# soft mouth question??



## berettaboys (Sep 21, 2007)

hi there, i have a six mounth old yellow lab. she loves to play fetch at home with her dumby that is completly coved in feathers. she'll play tell her feet wont carry her anymore. i've had three other dogs that have all been more hard mouthed, while this dog is very soft mouthed. she does everything good when at home, with dumby or actual dead bird. but when in the marsh she wont bring it back like at home, she'll drag it back by its wing, foot., or beek.

is this just an age thing or is there something i can do?? any help would be greatly appreciated. thanks in advance Berettaboy


----------



## TEX-O-BOB (Sep 12, 2007)

It's probably an age thing. Pups will play like that and hold things they're uncertain of by the fringe. Thats why all my Puppy bumpers have NO strings. It makes them grab the whole thing. 

That being said here's my suggestion. Using a live duck or bird of any kind really, cripple the bird so it cant fly away but is still VERY much alive and kicking. Send her on the retrieve and let her figure out that holding a lively cripple by the fringe feathers aint gonna get it done. Soon I think, she'll be a lot more aggressive about grabbing the whole bird so it can't get away and that should carry over to a stone dead one.

Good luck,

Tex


----------



## berettaboys (Sep 21, 2007)

thanks tex.
yes ive done this in a way, for that i have knocked down 3 or 4 birds in the phrag so that there still really alive, she has an awsome nose and finds them everytime. when this happens she just pins it down and wont really bring it back.
i dont know, hopefully its just an age thing.
thanks for the advise, i'll keep working with her on that type of stuff!!


----------



## TEX-O-BOB (Sep 12, 2007)

The only other alternative is to force fetch break her.
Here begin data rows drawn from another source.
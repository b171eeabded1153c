//! Character allow-list applied to the finished story.
//!
//! The chat model occasionally slips characters from other scripts into the
//! output. Only the final text is filtered; streamed partials are shown as-is.

const TURKISH_LETTERS: &str = "çğıöşüÇĞİÖŞÜ";
const PUNCTUATION: &str = ".,;!?:\"'-()";

/// Unicode whitespace plus the information separators U+001C..=U+001F,
/// which also count as whitespace for the story text.
fn is_space(c: char) -> bool {
    c.is_whitespace() || ('\u{1c}'..='\u{1f}').contains(&c)
}

pub fn is_allowed(c: char) -> bool {
    c.is_ascii_alphanumeric()
        || is_space(c)
        || TURKISH_LETTERS.contains(c)
        || PUNCTUATION.contains(c)
}

/// Drop every character outside the allow-list.
pub fn clean_story(text: &str) -> String {
    text.chars().filter(|&c| is_allowed(c)).collect()
}

#[cfg(test)]
mod tests {
    use super::*;
    use pretty_assertions::assert_eq;
    use rand::rngs::StdRng;
    use rand::{Rng, SeedableRng};

    const ALLOWED_SAMPLE: &str =
        "abcxyzABCXYZ0189çğıöşüÇĞİÖŞÜ .,;!?:\"'-()\t\n\r\u{a0}\u{2003}\u{1c}\u{1d}\u{1e}\u{1f}\u{85}\u{2028}";

    fn random_text(rng: &mut StdRng) -> String {
        let allowed: Vec<char> = ALLOWED_SAMPLE.chars().collect();
        let len = rng.gen_range(0..64);
        (0..len)
            .map(|_| {
                if rng.gen_bool(0.5) {
                    allowed[rng.gen_range(0..allowed.len())]
                } else {
                    rng.gen::<char>()
                }
            })
            .collect()
    }

    #[test]
    fn test_keeps_turkish_text() {
        let text = "Güneş doğarken, İstanbul'un sokakları (sessizdi)!\n\nÇocuk koştu: \"Bak!\"";
        assert_eq!(clean_story(text), text);
    }

    #[test]
    fn test_strips_foreign_scripts_and_symbols() {
        assert_eq!(clean_story("Kedi 猫 uyudu。"), "Kedi  uyudu");
        assert_eq!(clean_story("Deniz ★ mavi — ama…"), "Deniz  mavi  ama");
        assert_eq!(clean_story("Ελλάδα"), "");
    }

    #[test]
    fn test_strips_other_latin_diacritics() {
        assert_eq!(clean_story("café naïve ñ"), "caf nave ");
    }

    #[test]
    fn test_keeps_information_separators() {
        let text = "a\u{1c}b\u{1d}c\u{1e}d\u{1f}e\u{85}f\u{2028}g";
        assert_eq!(clean_story(text), text);
        assert_eq!(clean_story("a\u{1b}b\u{7f}c"), "abc");
    }

    #[test]
    fn test_empty_input() {
        assert_eq!(clean_story(""), "");
    }

    #[test]
    fn test_filter_is_idempotent_on_random_input() {
        let mut rng = StdRng::seed_from_u64(0x5709);
        for _ in 0..2000 {
            let text = random_text(&mut rng);
            let once = clean_story(&text);
            assert_eq!(clean_story(&once), once);
        }
    }

    #[test]
    fn test_filter_matches_allow_list_on_random_input() {
        let mut rng = StdRng::seed_from_u64(42);
        for _ in 0..2000 {
            let text = random_text(&mut rng);
            let cleaned = clean_story(&text);

            assert!(cleaned.chars().all(is_allowed), "kept a disallowed char in {cleaned:?}");

            let expected: Vec<char> = text
                .chars()
                .filter(|c| {
                    c.is_ascii_alphanumeric()
                        || "\t\n\u{b}\u{c}\r\u{1c}\u{1d}\u{1e}\u{1f} \u{85}\u{a0}\u{1680}\u{2028}\u{2029}\u{202f}\u{205f}\u{3000}"
                            .contains(*c)
                        || ('\u{2000}'..='\u{200a}').contains(c)
                        || "çğıöşüÇĞİÖŞÜ.,;!?:\"'-()".contains(*c)
                })
                .collect();
            assert_eq!(cleaned.chars().collect::<Vec<_>>(), expected);
        }
    }
}
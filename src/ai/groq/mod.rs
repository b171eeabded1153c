pub mod chat;
pub mod client;
pub mod types;

pub use chat::GroqChatClient;
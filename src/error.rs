//! Error handling and custom error types
//!
//! Provides unified error handling across the application using thiserror.
//! The `Display` text of an error is what the user sees in the error dialog.

use thiserror::Error;

#[derive(Error, Debug)]
pub enum Error {
    #[error("IO error: {0}")]
    Io(#[from] std::io::Error),

    #[error("HTTP request error: {0}")]
    Http(#[from] reqwest::Error),

    #[error("Stream error: {0}")]
    Stream(String),

    #[error("Image processing error: {0}")]
    Image(#[from] image::ImageError),

    #[error("AI provider error: {0}")]
    AiProvider(String),

    #[error("Caption model error: {0}")]
    CaptionModel(String),

    #[error("Inference error: {0}")]
    Inference(#[from] candle_core::Error),

    #[error("Caption model unavailable: {0}")]
    ModelUnavailable(String),

    #[error("Invariant violation: {0}")]
    Invariant(String),
}

pub type Result<T> = std::result::Result<T, Error>;
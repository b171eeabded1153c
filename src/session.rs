//! State behind the story window, independent of any GUI toolkit.
//!
//! The window forwards user actions and worker events here and renders
//! whatever this state says. The single-flight rule lives here too: a new
//! job is refused while one is still running.

use crate::filter::clean_story;
use crate::models::{AddOutcome, GenerationEvent, GenerationJob, ImageSelection};
use crate::prompts;
use std::fmt;
use std::path::PathBuf;

pub const PLACEHOLDER_TEXT: &str = "Your story will appear here...";
pub const GENERATING_TEXT: &str = "Generating story...";
pub const FAILED_TEXT: &str = "Story generation failed.";

/// A user-facing refusal shown as a warning dialog.
#[derive(Debug, Clone, Copy, PartialEq, Eq)]
pub enum Warning {
    MissingCredential,
    NoImages,
    SelectionFull,
    AlreadyRunning,
}

impl Warning {
    pub fn title(&self) -> &'static str {
        match self {
            Self::MissingCredential => "Error",
            _ => "Warning",
        }
    }
}

impl fmt::Display for Warning {
    fn fmt(&self, f: &mut fmt::Formatter<'_>) -> fmt::Result {
        let message = match self {
            Self::MissingCredential => "GROQ API Key not found!",
            Self::NoImages => "Please upload images first!",
            Self::SelectionFull => "Maximum 3 images allowed!",
            Self::AlreadyRunning => "A story is already being generated.",
        };
        f.write_str(message)
    }
}

#[derive(Debug, Clone)]
pub struct Session {
    images: ImageSelection,
    pub theme: String,
    display: String,
    in_flight: bool,
    has_credential: bool,
}

impl Session {
    pub fn new(has_credential: bool) -> Self {
        Self {
            images: ImageSelection::new(),
            theme: String::new(),
            display: PLACEHOLDER_TEXT.to_string(),
            in_flight: false,
            has_credential,
        }
    }

    pub fn images(&self) -> &ImageSelection {
        &self.images
    }

    pub fn display(&self) -> &str {
        &self.display
    }

    pub fn is_generating(&self) -> bool {
        self.in_flight
    }

    pub fn has_credential(&self) -> bool {
        self.has_credential
    }

    /// Whether the picker may be opened at all.
    pub fn check_can_add(&self) -> Result<(), Warning> {
        if self.images.is_full() {
            Err(Warning::SelectionFull)
        } else {
            Ok(())
        }
    }

    pub fn add_images(&mut self, picked: Vec<PathBuf>) -> AddOutcome {
        let outcome = self.images.add(picked);
        if let AddOutcome::Added(count) = outcome {
            tracing::debug!("Added {} image(s), {} loaded", count, self.images.len());
            self.refresh_display();
        }
        outcome
    }

    pub fn clear_all(&mut self) {
        self.images.clear();
        self.theme.clear();
        self.display = PLACEHOLDER_TEXT.to_string();
    }

    pub fn can_generate(&self) -> bool {
        self.has_credential && !self.images.is_empty() && !self.in_flight
    }

    /// Validate preconditions and hand out the job for the worker.
    pub fn start_generation(&mut self) -> Result<GenerationJob, Warning> {
        if !self.has_credential {
            return Err(Warning::MissingCredential);
        }
        if self.images.is_empty() {
            return Err(Warning::NoImages);
        }
        if self.in_flight {
            return Err(Warning::AlreadyRunning);
        }

        self.in_flight = true;
        self.display = GENERATING_TEXT.to_string();
        Ok(GenerationJob::new(
            self.images.paths().to_vec(),
            prompts::theme_instruction(&self.theme),
        ))
    }

    /// Apply a worker event. Returns the error dialog text when the run failed.
    pub fn apply(&mut self, event: GenerationEvent) -> Option<String> {
        match event {
            GenerationEvent::Status(text) | GenerationEvent::Partial(text) => {
                self.display = text;
                None
            }
            GenerationEvent::Final(text) => {
                self.display = clean_story(&text);
                self.in_flight = false;
                None
            }
            GenerationEvent::Error(message) => {
                self.display = FAILED_TEXT.to_string();
                self.in_flight = false;
                Some(format!("An error occurred:\n{}", message))
            }
        }
    }

    fn refresh_display(&mut self) {
        self.display = if self.images.is_empty() {
            PLACEHOLDER_TEXT.to_string()
        } else {
            format!(
                "{} image(s) loaded. Click the button to generate your story!",
                self.images.len()
            )
        };
    }
}
pub const STORY_SYSTEM: &str = include_str!("../data/prompts/story_system.txt");
pub const STORY_USER: &str = include_str!("../data/prompts/story_user.txt");
pub const THEME_DEFAULT: &str = include_str!("../data/prompts/theme_default.txt");
pub const THEME_CUSTOM: &str = include_str!("../data/prompts/theme_custom.txt");

/// Replace `{{key}}` placeholders in a template string.
pub fn render(template: &str, vars: &[(&str, &str)]) -> String {
    let mut result = template.to_string();
    for (key, value) in vars {
        result = result.replace(&format!("{{{{{}}}}}", key), value);
    }
    result
}

/// Task line for the story prompt. A blank theme falls back to the default
/// free-form instruction.
pub fn theme_instruction(theme: &str) -> String {
    let theme = theme.trim();
    if theme.is_empty() {
        THEME_DEFAULT.trim().to_string()
    } else {
        render(THEME_CUSTOM.trim(), &[("theme", theme)])
    }
}

/// User message sent to the chat model. Captions are space-joined in
/// selection order.
pub fn story_prompt(captions: &[String], instruction: &str) -> String {
    render(
        STORY_USER.trim(),
        &[("captions", &captions.join(" ")), ("task", instruction)],
    )
}
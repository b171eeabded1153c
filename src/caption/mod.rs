//! Image captioning
//!
//! Derives a short English caption for each selected image with a pretrained
//! BLIP model. The model is loaded once at startup; if loading fails the
//! failure is recorded and every caption request reports it.

pub mod blip;
pub mod download;
pub mod mock;

pub use blip::BlipCaptioner;
pub use download::ModelDownloader;
pub use mock::MockCaptioner;

use crate::config::Config;
use crate::{Error, Result};
use async_trait::async_trait;
use std::path::Path;
use std::sync::Arc;

#[async_trait]
pub trait CaptionService: Send + Sync {
    async fn caption(&self, image_path: &Path) -> Result<String>;
}

/// Outcome of the one-time caption model initialization.
pub enum CaptionModel {
    Ready(Arc<BlipCaptioner>),
    Unavailable(String),
}

impl CaptionModel {
    /// Fetch (if needed) and load the caption model. Never fails: a load
    /// error is logged and kept as the reason captioning is unavailable.
    pub async fn load(config: &Config) -> Self {
        let downloader = ModelDownloader::new(
            config.hf_endpoint.clone(),
            config.model_cache_dir.clone().into(),
        );

        match BlipCaptioner::load(&downloader, &config.caption_repo, &config.caption_revision)
            .await
        {
            Ok(captioner) => {
                tracing::info!("Caption model ready ({})", config.caption_repo);
                Self::Ready(Arc::new(captioner))
            }
            Err(e) => {
                tracing::error!("Model loading error: {}", e);
                Self::Unavailable(e.to_string())
            }
        }
    }

    pub fn is_ready(&self) -> bool {
        matches!(self, Self::Ready(_))
    }
}

#[async_trait]
impl CaptionService for CaptionModel {
    async fn caption(&self, image_path: &Path) -> Result<String> {
        match self {
            Self::Ready(captioner) => captioner.caption(image_path).await,
            Self::Unavailable(reason) => Err(Error::ModelUnavailable(reason.clone())),
        }
    }
}
//! Fetches model files from a Hugging Face style repository into a local
//! cache directory.

use crate::{Error, Result};
use std::path::{Path, PathBuf};
use tokio::fs::{self, File};
use tokio::io::AsyncWriteExt;

pub struct ModelDownloader {
    client: reqwest::Client,
    endpoint: String,
    cache_dir: PathBuf,
}

impl ModelDownloader {
    pub fn new(endpoint: String, cache_dir: PathBuf) -> Self {
        Self {
            client: reqwest::Client::new(),
            endpoint: endpoint.trim_end_matches('/').to_string(),
            cache_dir,
        }
    }

    /// Local path of `file` from `repo` at `revision`.
    pub fn cached_path(&self, repo: &str, revision: &str, file: &str) -> PathBuf {
        self.cache_dir
            .join(repo.replace('/', "--"))
            .join(revision.replace('/', "--"))
            .join(file)
    }

    fn file_url(&self, repo: &str, revision: &str, file: &str) -> String {
        format!(
            "{}/{}/resolve/{}/{}",
            self.endpoint,
            repo,
            revision.replace('/', "%2F"),
            file
        )
    }

    /// Return the cached file, downloading it first when absent. Partial
    /// downloads land in a `.temp` sibling and are renamed on completion.
    pub async fn fetch(&self, repo: &str, revision: &str, file: &str) -> Result<PathBuf> {
        let file_path = self.cached_path(repo, revision, file);
        if file_path.exists() {
            tracing::debug!("Using cached model file {}", file_path.display());
            return Ok(file_path);
        }

        let url = self.file_url(repo, revision, file);
        tracing::info!("Downloading {}", url);

        let mut response = self.client.get(&url).send().await?;
        if !response.status().is_success() {
            let status = response.status();
            return Err(Error::CaptionModel(format!(
                "Failed to download {} (status {})",
                url, status
            )));
        }

        if let Some(parent) = file_path.parent() {
            fs::create_dir_all(parent).await?;
        }

        let temp_path = temp_path_for(&file_path);
        let mut out = File::create(&temp_path).await?;
        while let Some(chunk) = response.chunk().await? {
            out.write_all(&chunk).await?;
        }
        out.flush().await?;
        drop(out);
        fs::rename(&temp_path, &file_path).await?;

        tracing::info!("Model file {} downloaded", file_path.display());
        Ok(file_path)
    }
}

fn temp_path_for(path: &Path) -> PathBuf {
    let mut name = path.file_name().unwrap_or_default().to_os_string();
    name.push(".temp");
    path.with_file_name(name)
}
Some guys do this regardless to make retrieving a "command" rather than something they just enjoy doing. I think to be a well rounded gun dog the retrieve should be something they MUST do without reservation or pause. Some dogs have this built right in and it's never a problem, others have to be broke. (my sons setter) Your dog is young and it sounds like she's enjoying herself so I'd wait a while and see if she outgrows it. I also believe you should wait until a dog has some age and maturity before starting the force fetch.


----------



## id hntr (Oct 31, 2008)

I fully agree. Let her mature a little more. As long as she is bringing them in for now. Age will help and then possibly force fetch her after the season.


----------